However, the pressure is on, between reports of secret preferential treatment for VIPs and company knowledge of the mental health impact the company was having on its users , and the promise of more revelations to come. Those that are currently public have already drawn Senate attention.
It boils down to the fact that rules, laws, and even people are not prepared for a company, driven by potent and clearly effective recommendation algorithms, that is this consequential. Should an advertising destination – which is, ultimately, what Facebook Inc. is – touch this many people, be this opaque, and continue to be so successful despite ignoring problems that have been brought to its attention?
The documents
The Wall Street Journal’s reporting shows that Facebook’s own researchers have identified major problems with the service, not limited to policy exceptions and adverse effects on users, but that the platform has not fixed them. There are reasons both technical and commercial for some of these oversights.
- The Journal’s first revelation surrounds XCheck – pron: Cross-Check – which was a technical solution to whitelisting some 5.8 million of the platform’s VIP users from rules around bullying, hate speech, sexual content that apply to everybody else automatically. XCheck is a review system that blocks automatic moderation of content posted by VIPs while it passes to a human moderator in order to avoid negative media attention from incorrect policy enforcement against influential celebrities and politicians.
- One of the most egregious examples was when the footballer Neymar Jr. posted the name and nude images of a woman who had accused him of rape. In his counteraccusation of extortion on Instagram he posted images and content that clearly contravened the site’s policies, but XCheck allowed these to stand. Worse still, despite a one strike policy against posters of revenge porn, Neymar was allowed to keep his account.

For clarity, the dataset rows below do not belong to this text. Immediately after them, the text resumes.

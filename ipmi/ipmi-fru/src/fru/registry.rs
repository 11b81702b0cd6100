// Copyright Amazon.com, Inc. or its affiliates. All Rights Reserved.
// SPDX-License-Identifier: Apache-2.0

use super::Fru;
use crate::{
    domain::{Attribute, Domain},
    error::{Kind, Result},
};
use parking_lot::Mutex;
use std::sync::Arc;

/// Name of the domain attribute holding the registry.
pub(crate) const FRU_ATTR_NAME: &str = "ipmi_fru";

/// Per-domain list of live, tracked FRU objects.
///
/// Membership only changes under the list lock. Iteration snapshots a strong
/// reference per element under the lock and visits with the lock released,
/// so a visited object stays live even if a concurrent destroyer removes it
/// mid-iteration, and the callback is free to allocate, destroy, or post
/// IPMI traffic.
#[derive(Default)]
pub struct FruRegistry {
    frus: Mutex<Vec<Arc<Fru>>>,
}

impl FruRegistry {
    /// Find-or-create the registry attribute on `domain`.
    pub(crate) fn attach(domain: &dyn Domain) -> Result<Arc<Self>> {
        let attribute =
            domain.attribute(FRU_ATTR_NAME, &mut || Arc::<Self>::default() as Attribute);
        attribute.downcast().map_err(|_| Kind::Invalid.err())
    }

    pub(crate) fn find(domain: &dyn Domain) -> Option<Arc<Self>> {
        domain.find_attribute(FRU_ATTR_NAME)?.downcast().ok()
    }

    /// Attaches a freshly allocated object, under the list lock, so an
    /// iterator can never observe a half-attached object.
    pub(crate) fn insert(&self, fru: &Arc<Fru>) {
        let mut frus = self.frus.lock();
        fru.state.lock().in_frulist = true;
        frus.push(fru.clone());
    }

    /// Drops the registry's reference to `fru`. Returns whether it was
    /// present.
    pub(crate) fn remove(&self, fru: &Arc<Fru>) -> bool {
        let mut frus = self.frus.lock();
        let before = frus.len();
        frus.retain(|tracked| !Arc::ptr_eq(tracked, fru));
        let removed = frus.len() != before;
        if removed {
            fru.state.lock().in_frulist = false;
        }
        removed
    }

    pub fn iterate(&self, mut f: impl FnMut(&Arc<Fru>)) {
        let snapshot: Vec<_> = self.frus.lock().clone();
        for fru in &snapshot {
            f(fru);
        }
    }

    #[cfg(test)]
    pub(crate) fn len(&self) -> usize {
        self.frus.lock().len()
    }
}

/// Visits every FRU currently tracked for `domain`.
pub fn iterate(domain: &dyn Domain, f: impl FnMut(&Arc<Fru>)) {
    if let Some(registry) = FruRegistry::find(domain) {
        registry.iterate(f);
    }
}
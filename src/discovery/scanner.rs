//! File system scanner for layer directories and their PNG assets.

use std::fs;
use std::path::{Path, PathBuf};

use walkdir::WalkDir;

use crate::error::{GenError, Result};

/// List the names of the subdirectories of the layer root, sorted.
///
/// Plain files at the root are ignored.
pub fn list_layer_dirs(root: &Path) -> Result<Vec<String>> {
    let entries =
        fs::read_dir(root).map_err(|e| GenError::io(root, "Failed to read layer directory", e))?;

    let mut names = Vec::new();
    for entry in entries {
        let entry = entry.map_err(|e| GenError::io(root, "Failed to read layer directory", e))?;

        // follows symlinks, so linked layer directories count
        if entry.path().is_dir() {
            names.push(entry.file_name().to_string_lossy().into_owned());
        }
    }

    names.sort();
    Ok(names)
}

/// Recursively collect every `.png` file below `dir`, in sorted path order.
///
/// A directory that does not exist yields no files. Entries that cannot be
/// read (including dangling symlinks) fail the scan.
pub fn scan_layer(dir: &Path) -> Result<Vec<PathBuf>> {
    if !dir.is_dir() {
        return Ok(Vec::new());
    }

    let mut files = Vec::new();
    for entry in WalkDir::new(dir).follow_links(true) {
        let entry = entry.map_err(|e| GenError::io(dir, "Failed to scan layer", e))?;
        if entry.file_type().is_file() && is_png(entry.path()) {
            files.push(entry.into_path());
        }
    }

    files.sort();
    Ok(files)
}

/// Check whether a path has a `.png` extension.
pub fn is_png(path: &Path) -> bool {
    path.extension().and_then(|e| e.to_str()) == Some("png")
}
//! Terminal output formatting for the layergen CLI.
//!
//! Provides Cargo-style status output with right-aligned coloured verbs.
//! Progress goes to stdout; warnings go to stderr. Errors are reported by
//! miette from `main`.

use std::io::{self, IsTerminal, Write};

/// ANSI escape codes.
const RESET: &str = "\x1b[0m";
const BOLD: &str = "\x1b[1m";
const DIM: &str = "\x1b[2m";
const GREEN: &str = "\x1b[32m";
const YELLOW: &str = "\x1b[33m";
const CYAN: &str = "\x1b[36m";

/// Width for right-aligned verb column.
const VERB_WIDTH: usize = 12;

/// Terminal-aware status printer.
///
/// Prints Cargo-style status lines with optional ANSI colours.
/// Colour is enabled when stdout is a terminal.
pub struct Printer {
    color: bool,
}

impl Default for Printer {
    fn default() -> Self {
        Self::new()
    }
}

impl Printer {
    pub fn new() -> Self {
        Self {
            color: io::stdout().is_terminal(),
        }
    }

    /// A printer that never emits colour codes.
    pub fn plain() -> Self {
        Self { color: false }
    }

    /// Print a status line with a green bold verb.
    /// e.g. "   Rendering [3/12] 300 of 1152 images"
    pub fn status(&self, verb: &str, message: &str) {
        self.print_line(&mut io::stdout().lock(), GREEN, verb, message);
    }

    /// Print a success/completion line with a green bold verb.
    pub fn success(&self, verb: &str, message: &str) {
        self.print_line(&mut io::stdout().lock(), GREEN, verb, message);
    }

    /// Print an informational line with a cyan bold verb.
    pub fn info(&self, verb: &str, message: &str) {
        self.print_line(&mut io::stdout().lock(), CYAN, verb, message);
    }

    /// Print a warning line with a yellow bold verb.
    pub fn warning(&self, verb: &str, message: &str) {
        self.print_line(&mut io::stderr().lock(), YELLOW, verb, message);
    }

    /// Format a string as dim/grey.
    pub fn dim(&self, text: &str) -> String {
        if self.color {
            format!("{DIM}{text}{RESET}")
        } else {
            text.to_string()
        }
    }

    /// Format a string as cyan (for paths, info).
    pub fn cyan(&self, text: &str) -> String {
        if self.color {
            format!("{CYAN}{text}{RESET}")
        } else {
            text.to_string()
        }
    }

    fn print_line(&self, out: &mut impl Write, color: &str, verb: &str, message: &str) {
        let _ = writeln!(out, "{}", self.format_line(color, verb, message));
    }

    fn format_line(&self, color: &str, verb: &str, message: &str) -> String {
        if self.color {
            format!("{BOLD}{color}{verb:>VERB_WIDTH$}{RESET} {message}")
        } else {
            format!("{verb:>VERB_WIDTH$} {message}")
        }
    }
}

/// Pluralize a count: `plural(1, "layer", "layers")` → "1 layer".
pub fn plural(n: usize, singular: &str, pluralized: &str) -> String {
    if n == 1 {
        format!("{} {}", n, singular)
    } else {
        format!("{} {}", n, pluralized)
    }
}

/// Return a relative display path when possible, absolute otherwise.
pub fn display_path(path: &std::path::Path) -> String {
    if let Ok(cwd) = std::env::current_dir() {
        if let Ok(relative) = path.strip_prefix(&cwd) {
            let s = relative.display().to_string();
            if s.is_empty() {
                return ".".to_string();
            }
            return s;
        }
    }
    path.display().to_string()
}
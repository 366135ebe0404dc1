pub mod completions;
pub mod generate;
pub mod init;
pub mod list;

use std::path::Path;

use clap::{Parser, Subcommand};

use crate::config::Config;
use crate::error::Result;

/// layergen - Layered PNG combination generator
#[derive(Parser, Debug)]
#[command(name = "layergen")]
#[command(version, about, long_about = None)]
pub struct Cli {
    #[command(subcommand)]
    pub command: Commands,
}

#[derive(Subcommand, Debug)]
pub enum Commands {
    /// Render every (or a sample of) layer combination to PNG files
    Generate(generate::GenerateArgs),

    /// Show layers, canvas size and combination count
    List(list::ListArgs),

    /// Initialize a project (generates config.yml from the layer directories)
    Init(init::InitArgs),

    /// Generate shell completions
    Completions(completions::CompletionsArgs),
}

/// Load a config file, with a hint when it is missing.
fn load_config(path: &Path) -> Result<Config> {
    if !path.exists() {
        return Err(crate::error::GenError::Config {
            message: format!("{} not found", path.display()),
            help: Some("Run `layergen init` or pass --config <file>".to_string()),
        });
    }
    Config::load(path)
}
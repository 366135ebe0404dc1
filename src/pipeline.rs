//! End-to-end generation: discovery, canvas sizing, combination selection
//! and batched rendering.

use rayon::ThreadPool;

use crate::canvas::{measure_canvas, CanvasSize};
use crate::combine::{combination_count, generate_combinations, Selection};
use crate::config::Config;
use crate::discovery::{discover_layers, Discovery};
use crate::error::{GenError, Result};
use crate::render::{ensure_output_dir, render_batches, BatchProgress, FileRenderer};
use crate::source::ImageSource;

/// Everything known before the first image is rendered.
#[derive(Debug)]
pub struct Plan {
    pub discovery: Discovery,
    pub canvas: CanvasSize,
    /// Size of the full product, before truncation.
    pub total: usize,
    /// Selected combinations, in output order.
    pub combinations: Vec<Vec<ImageSource>>,
}

/// Discover layers, size the canvas and select combinations.
///
/// Nothing is written to disk.
pub fn prepare(config: &Config, pool: &ThreadPool) -> Result<Plan> {
    let discovery = discover_layers(config)?;
    let sets = discovery.image_sets();

    if sets.is_empty() {
        return Err(GenError::Config {
            message: format!(
                "No PNG images found in any configured layer under {}",
                discovery.root.display()
            ),
            help: Some("Add .png files under <layerPath>/<layer>/".to_string()),
        });
    }

    let canvas = pool.install(|| measure_canvas(&sets))?;
    let total = combination_count(&sets)?;
    let combinations = generate_combinations(&sets, &Selection::from_config(config))?;
    config.last_output_number(combinations.len())?;

    Ok(Plan {
        discovery,
        canvas,
        total,
        combinations,
    })
}

impl Plan {
    pub fn renderer(&self, config: &Config) -> FileRenderer {
        FileRenderer {
            canvas: self.canvas,
            placement: config.placement,
            output_dir: config.output_path.clone(),
            count_from: config.count_from,
        }
    }

    /// Render every selected combination to `config.output_path`.
    ///
    /// Returns the number of images written.
    pub fn render(
        &self,
        config: &Config,
        pool: &ThreadPool,
        on_batch: impl FnMut(BatchProgress),
    ) -> Result<usize> {
        ensure_output_dir(&config.output_path)?;

        render_batches(
            &self.combinations,
            config.effective_batch_size(),
            pool,
            &self.renderer(config),
            on_batch,
        )?;

        Ok(self.combinations.len())
    }
}
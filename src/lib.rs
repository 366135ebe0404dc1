//! layergen - Layered PNG combination generator
//!
//! A library for stacking one image from each layer directory into a
//! flattened PNG, for every combination of layer assets (or a sample).

pub mod canvas;
pub mod cli;
pub mod combine;
pub mod config;
pub mod discovery;
pub mod error;
pub mod output;
pub mod pipeline;
pub mod render;
pub mod source;

pub use canvas::{measure_canvas, CanvasSize, SizeAccumulator};
pub use combine::{combination_count, generate_combinations, select, Cartesian, Selection};
pub use config::{Config, MissingLayerPolicy, Placement};
pub use discovery::{discover_layers, Discovery, Layer};
pub use error::{GenError, Result};
pub use pipeline::{prepare, Plan};
pub use render::{
    build_thread_pool, composite, render_batches, render_combination, write_png, BatchProgress,
    FileRenderer, Render,
};
pub use source::{encode_png, ImageSource};
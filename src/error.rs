use std::path::PathBuf;

use miette::Diagnostic;
use thiserror::Error;

/// Main error type for layergen operations
#[derive(Error, Diagnostic, Debug)]
pub enum GenError {
    #[error("IO error with {path}: {message}")]
    #[diagnostic(code(layergen::io))]
    Io { path: PathBuf, message: String },

    #[error("Configuration error: {message}")]
    #[diagnostic(code(layergen::config))]
    Config {
        message: String,
        #[help]
        help: Option<String>,
    },

    #[error("Cannot find directory \"{layer}\" in the configured layer order")]
    #[diagnostic(
        code(layergen::mismatch),
        help("Check `order` in config.yml: every directory under the layer path must be listed, with matching names")
    )]
    ConfigMismatch { layer: String },

    #[error("Layer \"{layer}\" is listed in the order but {path} does not exist")]
    #[diagnostic(
        code(layergen::missing_layer),
        help("Create the directory, remove the layer from `order`, or set `missingLayers: skip`")
    )]
    MissingLayer { layer: String, path: PathBuf },

    #[error("Failed to decode {path}: {message}")]
    #[diagnostic(code(layergen::decode))]
    Decode { path: PathBuf, message: String },

    #[error("Build error: {message}")]
    #[diagnostic(code(layergen::build))]
    Build {
        message: String,
        #[help]
        help: Option<String>,
    },

    #[error("Too many combinations: the product of layer sizes overflows")]
    #[diagnostic(
        code(layergen::overflow),
        help("Reduce the number of layers or images per layer")
    )]
    TooManyCombinations,
}

impl GenError {
    pub(crate) fn io(path: impl Into<PathBuf>, context: &str, err: impl std::fmt::Display) -> Self {
        GenError::Io {
            path: path.into(),
            message: format!("{}: {}", context, err),
        }
    }

    pub(crate) fn decode(path: impl Into<PathBuf>, err: impl std::fmt::Display) -> Self {
        GenError::Decode {
            path: path.into(),
            message: err.to_string(),
        }
    }
}

pub type Result<T> = std::result::Result<T, GenError>;
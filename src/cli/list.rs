//! List command implementation.
//!
//! Discovers layers and prints an inventory with the canvas size and the
//! number of possible combinations.

use std::path::PathBuf;

use clap::Args;
use serde::Serialize;

use crate::canvas::measure_canvas;
use crate::combine::combination_count;
use crate::config::CONFIG_FILENAME;
use crate::discovery::{discover_layers, Discovery};
use crate::error::{GenError, Result};
use crate::output::{plural, Printer};
use crate::render::build_thread_pool;

/// Show layers, canvas size and combination count
#[derive(Args, Debug)]
pub struct ListArgs {
    /// Configuration file
    #[arg(long, short, default_value = CONFIG_FILENAME)]
    pub config: PathBuf,

    /// Print a JSON summary to stdout
    #[arg(long)]
    pub json: bool,
}

/// Machine-readable project summary.
#[derive(Debug, Serialize)]
pub struct Summary {
    pub layers: Vec<LayerSummary>,
    pub canvas: [u32; 2],
    pub combinations: usize,
}

#[derive(Debug, Serialize)]
pub struct LayerSummary {
    pub name: String,
    pub images: usize,
    pub missing: bool,
}

/// Summarize a discovery; the canvas is measured on `pool`.
pub fn summarize(discovery: &Discovery, pool: &rayon::ThreadPool) -> Result<Summary> {
    let sets = discovery.image_sets();
    let canvas = pool.install(|| measure_canvas(&sets))?;
    let combinations = if sets.is_empty() {
        0
    } else {
        combination_count(&sets)?
    };

    Ok(Summary {
        layers: discovery
            .layers
            .iter()
            .map(|layer| LayerSummary {
                name: layer.name.clone(),
                images: layer.images.len(),
                missing: layer.missing,
            })
            .collect(),
        canvas: [canvas.width, canvas.height],
        combinations,
    })
}

pub fn run(args: ListArgs, printer: &Printer) -> Result<()> {
    let config = super::load_config(&args.config)?;
    let pool = build_thread_pool(config.threads)?;
    let discovery = discover_layers(&config)?;
    let summary = summarize(&discovery, &pool)?;

    if args.json {
        let json = serde_json::to_string_pretty(&summary).map_err(|e| GenError::Build {
            message: format!("Failed to serialize summary: {}", e),
            help: None,
        })?;
        println!("{}", json);
        return Ok(());
    }

    for layer in &summary.layers {
        let detail = if layer.missing {
            printer.dim("(directory not found)")
        } else {
            plural(layer.images, "image", "images")
        };

        if layer.images == 0 {
            printer.warning(&layer.name, &detail);
        } else {
            printer.info(&layer.name, &detail);
        }
    }

    printer.info(
        "Canvas",
        &format!("{}x{}", summary.canvas[0], summary.canvas[1]),
    );
    printer.success(
        "Total",
        &plural(summary.combinations, "combination", "combinations"),
    );

    Ok(())
}
//! Image references: files on disk or in-memory PNG buffers.

use std::fmt;
use std::io::Cursor;
use std::path::{Path, PathBuf};
use std::sync::Arc;

use image::{ImageReader, RgbaImage};

use crate::error::{GenError, Result};

/// A single layer asset.
///
/// Cloning is cheap: in-memory buffers are shared.
#[derive(Clone, PartialEq, Eq, Hash)]
pub enum ImageSource {
    /// A PNG file on disk.
    File(PathBuf),
    /// An encoded image held in memory, with a display name.
    Memory { name: String, bytes: Arc<[u8]> },
}

impl ImageSource {
    pub fn file(path: impl Into<PathBuf>) -> Self {
        ImageSource::File(path.into())
    }

    pub fn memory(name: impl Into<String>, bytes: impl Into<Arc<[u8]>>) -> Self {
        ImageSource::Memory {
            name: name.into(),
            bytes: bytes.into(),
        }
    }

    /// Path used in diagnostics.
    pub fn path(&self) -> &Path {
        match self {
            ImageSource::File(path) => path,
            ImageSource::Memory { name, .. } => Path::new(name),
        }
    }

    /// Read the intrinsic pixel dimensions from the image header.
    pub fn dimensions(&self) -> Result<(u32, u32)> {
        match self {
            ImageSource::File(path) => {
                image::image_dimensions(path).map_err(|e| GenError::decode(path, e))
            }
            ImageSource::Memory { bytes, .. } => ImageReader::new(Cursor::new(&bytes[..]))
                .with_guessed_format()
                .map_err(|e| GenError::decode(self.path(), e))?
                .into_dimensions()
                .map_err(|e| GenError::decode(self.path(), e)),
        }
    }

    /// Decode the full image as straight-alpha RGBA8.
    pub fn decode(&self) -> Result<RgbaImage> {
        let image = match self {
            ImageSource::File(path) => image::open(path).map_err(|e| GenError::decode(path, e))?,
            ImageSource::Memory { bytes, .. } => image::load_from_memory(bytes)
                .map_err(|e| GenError::decode(self.path(), e))?,
        };
        Ok(image.to_rgba8())
    }
}

impl fmt::Debug for ImageSource {
    fn fmt(&self, f: &mut fmt::Formatter<'_>) -> fmt::Result {
        match self {
            ImageSource::File(path) => write!(f, "File({})", path.display()),
            ImageSource::Memory { name, bytes } => {
                write!(f, "Memory({}, {} bytes)", name, bytes.len())
            }
        }
    }
}

impl fmt::Display for ImageSource {
    fn fmt(&self, f: &mut fmt::Formatter<'_>) -> fmt::Result {
        write!(f, "{}", self.path().display())
    }
}

/// Encode an RGBA image as PNG bytes.
///
/// Used to build in-memory sources.
pub fn encode_png(image: &RgbaImage) -> Result<Vec<u8>> {
    let mut bytes = Vec::new();
    image
        .write_to(&mut Cursor::new(&mut bytes), image::ImageFormat::Png)
        .map_err(|e| GenError::Build {
            message: format!("Failed to encode PNG: {}", e),
            help: None,
        })?;
    Ok(bytes)
}
//! Rendering module for layergen.
//!
//! Composites combinations onto the shared canvas and writes them to
//! numbered PNG files, batch by batch.

mod batch;
mod compose;
mod png;

pub use batch::{build_thread_pool, render_batches, BatchProgress, FileRenderer, Render};
pub use compose::{composite, placement_offset, render_combination};
pub use png::{ensure_output_dir, output_file, write_png};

- The second story surrounds several reports, reviewed by senior leadership, that outlined the effect of Facebook platforms – especially Instagram – on young women and girls. Driven by the understanding that the platform is more geared to social comparison than its competition, many young women in the US and UK report feelings of unattractiveness, anxiety, and – among a minority – suicidal thoughts.
Key quote
“We are not actually doing what we say we do publicly,” said a 2019 internal Facebook review of XCheck, adding that the policy was a “breach of trust”.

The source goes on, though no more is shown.